**PROMPT:** Up through the line that contains "impl BlobBackend for", retype the entries exactly, beginning at the very first line.

──────── PROVIDED ENTRIES

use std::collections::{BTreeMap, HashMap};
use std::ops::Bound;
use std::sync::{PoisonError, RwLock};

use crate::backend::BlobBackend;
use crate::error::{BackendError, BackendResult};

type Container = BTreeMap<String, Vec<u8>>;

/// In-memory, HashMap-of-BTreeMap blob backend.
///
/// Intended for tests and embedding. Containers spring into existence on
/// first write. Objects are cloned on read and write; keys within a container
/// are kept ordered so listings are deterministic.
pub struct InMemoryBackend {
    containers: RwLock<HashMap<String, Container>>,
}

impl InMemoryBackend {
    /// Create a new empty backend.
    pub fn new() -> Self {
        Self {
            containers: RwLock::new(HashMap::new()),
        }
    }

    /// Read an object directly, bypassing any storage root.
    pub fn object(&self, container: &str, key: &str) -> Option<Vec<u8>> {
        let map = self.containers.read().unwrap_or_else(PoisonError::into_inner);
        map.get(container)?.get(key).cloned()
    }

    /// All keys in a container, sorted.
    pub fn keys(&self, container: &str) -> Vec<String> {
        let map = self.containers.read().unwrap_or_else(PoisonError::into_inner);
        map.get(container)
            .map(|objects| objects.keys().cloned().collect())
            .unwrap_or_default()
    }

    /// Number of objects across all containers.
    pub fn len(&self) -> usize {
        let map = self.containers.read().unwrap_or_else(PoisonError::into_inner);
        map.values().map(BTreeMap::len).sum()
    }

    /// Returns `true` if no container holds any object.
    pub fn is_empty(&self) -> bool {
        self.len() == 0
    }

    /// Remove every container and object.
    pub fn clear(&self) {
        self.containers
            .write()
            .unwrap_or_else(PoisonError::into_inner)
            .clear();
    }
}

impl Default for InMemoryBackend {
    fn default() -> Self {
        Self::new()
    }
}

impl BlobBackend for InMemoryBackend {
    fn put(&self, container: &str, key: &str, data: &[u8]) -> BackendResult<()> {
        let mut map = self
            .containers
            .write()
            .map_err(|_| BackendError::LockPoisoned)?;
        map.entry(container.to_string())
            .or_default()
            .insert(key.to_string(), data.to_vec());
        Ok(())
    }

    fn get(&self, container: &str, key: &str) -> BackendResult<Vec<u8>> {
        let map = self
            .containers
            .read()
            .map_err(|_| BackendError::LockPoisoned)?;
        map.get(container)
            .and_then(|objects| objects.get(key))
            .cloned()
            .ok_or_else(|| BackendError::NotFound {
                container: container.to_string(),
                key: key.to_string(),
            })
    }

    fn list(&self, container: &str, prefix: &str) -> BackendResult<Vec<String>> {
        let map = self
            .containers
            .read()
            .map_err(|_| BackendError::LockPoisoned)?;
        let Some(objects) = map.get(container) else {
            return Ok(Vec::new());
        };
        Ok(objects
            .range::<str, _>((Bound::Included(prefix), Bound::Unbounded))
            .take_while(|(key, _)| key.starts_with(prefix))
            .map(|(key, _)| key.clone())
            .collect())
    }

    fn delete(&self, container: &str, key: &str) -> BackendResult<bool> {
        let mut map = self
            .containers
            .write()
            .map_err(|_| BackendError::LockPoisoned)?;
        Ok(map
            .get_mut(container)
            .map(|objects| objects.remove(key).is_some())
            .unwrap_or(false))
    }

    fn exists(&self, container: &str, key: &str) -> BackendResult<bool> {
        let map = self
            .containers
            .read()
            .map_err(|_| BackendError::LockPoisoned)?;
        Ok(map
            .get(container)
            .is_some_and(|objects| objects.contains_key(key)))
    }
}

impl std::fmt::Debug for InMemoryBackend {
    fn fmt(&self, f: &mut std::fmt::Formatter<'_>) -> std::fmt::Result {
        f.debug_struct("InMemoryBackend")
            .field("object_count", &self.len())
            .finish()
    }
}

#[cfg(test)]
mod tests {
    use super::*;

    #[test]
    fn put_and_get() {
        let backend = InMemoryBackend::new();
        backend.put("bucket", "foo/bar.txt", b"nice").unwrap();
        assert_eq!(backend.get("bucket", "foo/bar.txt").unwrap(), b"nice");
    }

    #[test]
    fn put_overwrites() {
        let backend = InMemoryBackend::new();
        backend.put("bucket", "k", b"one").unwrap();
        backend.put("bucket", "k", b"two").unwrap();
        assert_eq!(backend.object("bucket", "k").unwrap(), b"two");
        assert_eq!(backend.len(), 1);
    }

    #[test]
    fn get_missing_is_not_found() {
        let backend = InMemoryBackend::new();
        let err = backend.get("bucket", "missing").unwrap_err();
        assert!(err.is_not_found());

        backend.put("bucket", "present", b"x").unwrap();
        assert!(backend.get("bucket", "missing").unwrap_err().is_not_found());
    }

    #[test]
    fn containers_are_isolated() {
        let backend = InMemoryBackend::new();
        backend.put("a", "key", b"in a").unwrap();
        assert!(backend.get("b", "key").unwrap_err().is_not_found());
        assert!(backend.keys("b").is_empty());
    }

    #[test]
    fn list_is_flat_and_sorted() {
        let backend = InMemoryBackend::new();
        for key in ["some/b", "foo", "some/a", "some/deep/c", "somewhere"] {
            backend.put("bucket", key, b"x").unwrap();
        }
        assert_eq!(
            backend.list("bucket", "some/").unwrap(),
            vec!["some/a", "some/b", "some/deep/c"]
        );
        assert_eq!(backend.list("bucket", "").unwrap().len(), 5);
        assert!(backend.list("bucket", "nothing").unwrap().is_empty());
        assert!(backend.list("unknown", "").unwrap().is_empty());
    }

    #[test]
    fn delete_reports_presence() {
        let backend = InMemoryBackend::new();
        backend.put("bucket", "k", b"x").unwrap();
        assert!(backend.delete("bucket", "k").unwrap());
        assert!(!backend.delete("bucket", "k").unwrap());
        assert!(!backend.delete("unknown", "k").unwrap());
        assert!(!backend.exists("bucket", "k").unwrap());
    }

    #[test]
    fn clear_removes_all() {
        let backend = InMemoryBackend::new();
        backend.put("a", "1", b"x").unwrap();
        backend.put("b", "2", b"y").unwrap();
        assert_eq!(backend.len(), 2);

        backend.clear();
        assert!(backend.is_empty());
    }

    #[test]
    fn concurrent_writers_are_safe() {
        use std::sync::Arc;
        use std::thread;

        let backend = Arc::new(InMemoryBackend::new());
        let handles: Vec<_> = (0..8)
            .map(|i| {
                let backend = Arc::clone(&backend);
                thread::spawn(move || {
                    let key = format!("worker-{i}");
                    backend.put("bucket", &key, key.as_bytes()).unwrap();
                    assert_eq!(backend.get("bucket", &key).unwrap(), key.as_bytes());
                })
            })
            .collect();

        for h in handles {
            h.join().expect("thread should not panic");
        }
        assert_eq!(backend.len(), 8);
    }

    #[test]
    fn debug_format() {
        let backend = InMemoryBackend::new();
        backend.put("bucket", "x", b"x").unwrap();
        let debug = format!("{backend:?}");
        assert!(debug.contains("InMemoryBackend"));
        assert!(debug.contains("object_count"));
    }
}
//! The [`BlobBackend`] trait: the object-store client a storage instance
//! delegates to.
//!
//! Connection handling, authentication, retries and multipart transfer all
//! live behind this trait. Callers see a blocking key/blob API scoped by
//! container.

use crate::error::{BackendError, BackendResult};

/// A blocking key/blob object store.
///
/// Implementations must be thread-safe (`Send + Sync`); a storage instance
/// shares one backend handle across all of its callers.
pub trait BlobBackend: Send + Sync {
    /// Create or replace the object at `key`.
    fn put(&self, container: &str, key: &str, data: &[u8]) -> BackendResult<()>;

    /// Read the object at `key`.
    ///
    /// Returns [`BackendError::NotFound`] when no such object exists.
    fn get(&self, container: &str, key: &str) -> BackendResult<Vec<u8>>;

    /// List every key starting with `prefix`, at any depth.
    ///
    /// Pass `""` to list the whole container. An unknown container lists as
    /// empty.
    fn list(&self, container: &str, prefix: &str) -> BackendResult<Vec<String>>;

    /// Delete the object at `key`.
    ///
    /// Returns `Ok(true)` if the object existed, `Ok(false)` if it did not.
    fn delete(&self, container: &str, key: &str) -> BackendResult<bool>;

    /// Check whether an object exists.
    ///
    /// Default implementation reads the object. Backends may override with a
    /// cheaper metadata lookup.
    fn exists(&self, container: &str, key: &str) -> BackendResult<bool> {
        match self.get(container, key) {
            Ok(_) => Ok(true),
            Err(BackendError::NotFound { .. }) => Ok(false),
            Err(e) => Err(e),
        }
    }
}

────────────────

**WRITTEN RESPONSE:**
use std::collections::{BTreeMap, HashMap};
use std::ops::Bound;
use std::sync::{PoisonError, RwLock};

use crate::backend::BlobBackend;
use crate::error::{BackendError, BackendResult};

type Container = BTreeMap<String, Vec<u8>>;

/// In-memory, HashMap-of-BTreeMap blob backend.
///
/// Intended for tests and embedding. Containers spring into existence on
/// first write. Objects are cloned on read and write; keys within a container
/// are kept ordered so listings are deterministic.
pub struct InMemoryBackend {
    containers: RwLock<HashMap<String, Container>>,
}

impl InMemoryBackend {
    /// Create a new empty backend.
    pub fn new() -> Self {
        Self {
            containers: RwLock::new(HashMap::new()),
        }
    }

    /// Read an object directly, bypassing any storage root.
    pub fn object(&self, container: &str, key: &str) -> Option<Vec<u8>> {
        let map = self.containers.read().unwrap_or_else(PoisonError::into_inner);
        map.get(container)?.get(key).cloned()
    }

    /// All keys in a container, sorted.
    pub fn keys(&self, container: &str) -> Vec<String> {
        let map = self.containers.read().unwrap_or_else(PoisonError::into_inner);
        map.get(container)
            .map(|objects| objects.keys().cloned().collect())
            .unwrap_or_default()
    }

    /// Number of objects across all containers.
    pub fn len(&self) -> usize {
        let map = self.containers.read().unwrap_or_else(PoisonError::into_inner);
        map.values().map(BTreeMap::len).sum()
    }

    /// Returns `true` if no container holds any object.
    pub fn is_empty(&self) -> bool {
        self.len() == 0
    }

    /// Remove every container and object.
    pub fn clear(&self) {
        self.containers
            .write()
            .unwrap_or_else(PoisonError::into_inner)
            .clear();
    }
}

impl Default for InMemoryBackend {
    fn default() -> Self {
        Self::new()
    }
}

impl BlobBackend for InMemoryBackend {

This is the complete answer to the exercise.